Der behandelnde Arzt haftet dem Patienten auf Schadensersatz, wenn er die ärztliche Sorgfaltspflicht verletzt im Sinne von § 823 BGB. Wann dies der Fall ist, entscheiden in der Regel die Gerichte, da kaum ein Arzt einen Behndlungsfehler offen zugeben wird.
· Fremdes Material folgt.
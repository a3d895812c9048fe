//! A single script command

use serde::{Deserialize, Serialize};
use serde_json::{Map, Value};

/// One step of a script
///
/// A command is a JSON object with a required `cmd` name; every other key
/// is a command-specific argument. Its position in the script is its
/// instruction pointer.
#[derive(Debug, Clone, PartialEq, Serialize, Deserialize)]
pub struct Command {
    /// Command name (e.g., "press", "while")
    pub cmd: String,

    /// Command-specific arguments, raw (unresolved)
    #[serde(flatten)]
    pub args: Map<String, Value>,
}

impl Command {
    /// Create a command with no arguments
    pub fn new(cmd: impl Into<String>) -> Self {
        Self {
            cmd: cmd.into(),
            args: Map::new(),
        }
    }

    /// Add an argument
    pub fn with_arg(mut self, key: impl Into<String>, value: impl Into<Value>) -> Self {
        self.args.insert(key.into(), value.into());
        self
    }

    /// Command name
    pub fn name(&self) -> &str {
        &self.cmd
    }

    /// Raw argument value
    pub fn get(&self, key: &str) -> Option<&Value> {
        self.args.get(key)
    }

    /// Whether the argument is present
    pub fn has(&self, key: &str) -> bool {
        self.args.contains_key(key)
    }

    /// Raw argument as a trimmed string slice, if it is a string
    pub fn str_arg(&self, key: &str) -> Option<&str> {
        self.args.get(key).and_then(Value::as_str).map(str::trim)
    }
}

#[cfg(test)]
mod tests {
    use super::*;
    use serde_json::json;

    #[test]
    fn test_command_from_json() {
        let cmd: Command =
            serde_json::from_value(json!({"cmd": "press", "buttons": ["A"], "ms": 80})).unwrap();

        assert_eq!(cmd.name(), "press");
        assert_eq!(cmd.get("ms"), Some(&json!(80)));
        assert!(cmd.has("buttons"));
        assert!(!cmd.has("cmd"));
    }

    #[test]
    fn test_command_roundtrips_flat() {
        let cmd = Command::new("set").with_arg("var", "x").with_arg("value", 5);
        let value = serde_json::to_value(&cmd).unwrap();
        assert_eq!(value, json!({"cmd": "set", "var": "x", "value": 5}));
    }

    #[test]
    fn test_str_arg_trims() {
        let cmd = Command::new("goto").with_arg("label", "  top ");
        assert_eq!(cmd.str_arg("label"), Some("top"));
        assert_eq!(cmd.str_arg("missing"), None);
    }
}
Auch die Berufshaftpflichtversicherung des Arztes, die letztendlich den Schadensersatz und die Rente bezahlen muß, läßt es gerne auf einen Prozeß ankommen, da es oft um Schadensersatz- und Schmerzensgeldbeträge von hunderttausenden von Euros oder mehr geht.
Nach ständiger Rechtsprechung des Bundesgerichtshofes (BGH) haftet der Arzt, wenn er nicht die Maßnahmen ergreift, die von einem gewissenhaften, aufmerksamen Arzt aus berufsfachlicher Sicht seines Fachbereiches erwartet werden dürfen, vgl BGH MDR 99, 676).
Wann eine Arzthaftung besteht und ob und in welcher Höhe der Arzt Schadenersatz, Schmerzensgeld und /oder eine Rente zahlen muß, entscheiden in der Regel die medizinischen Sachverständigen, die das Gericht in freiem Ermessen bestellt.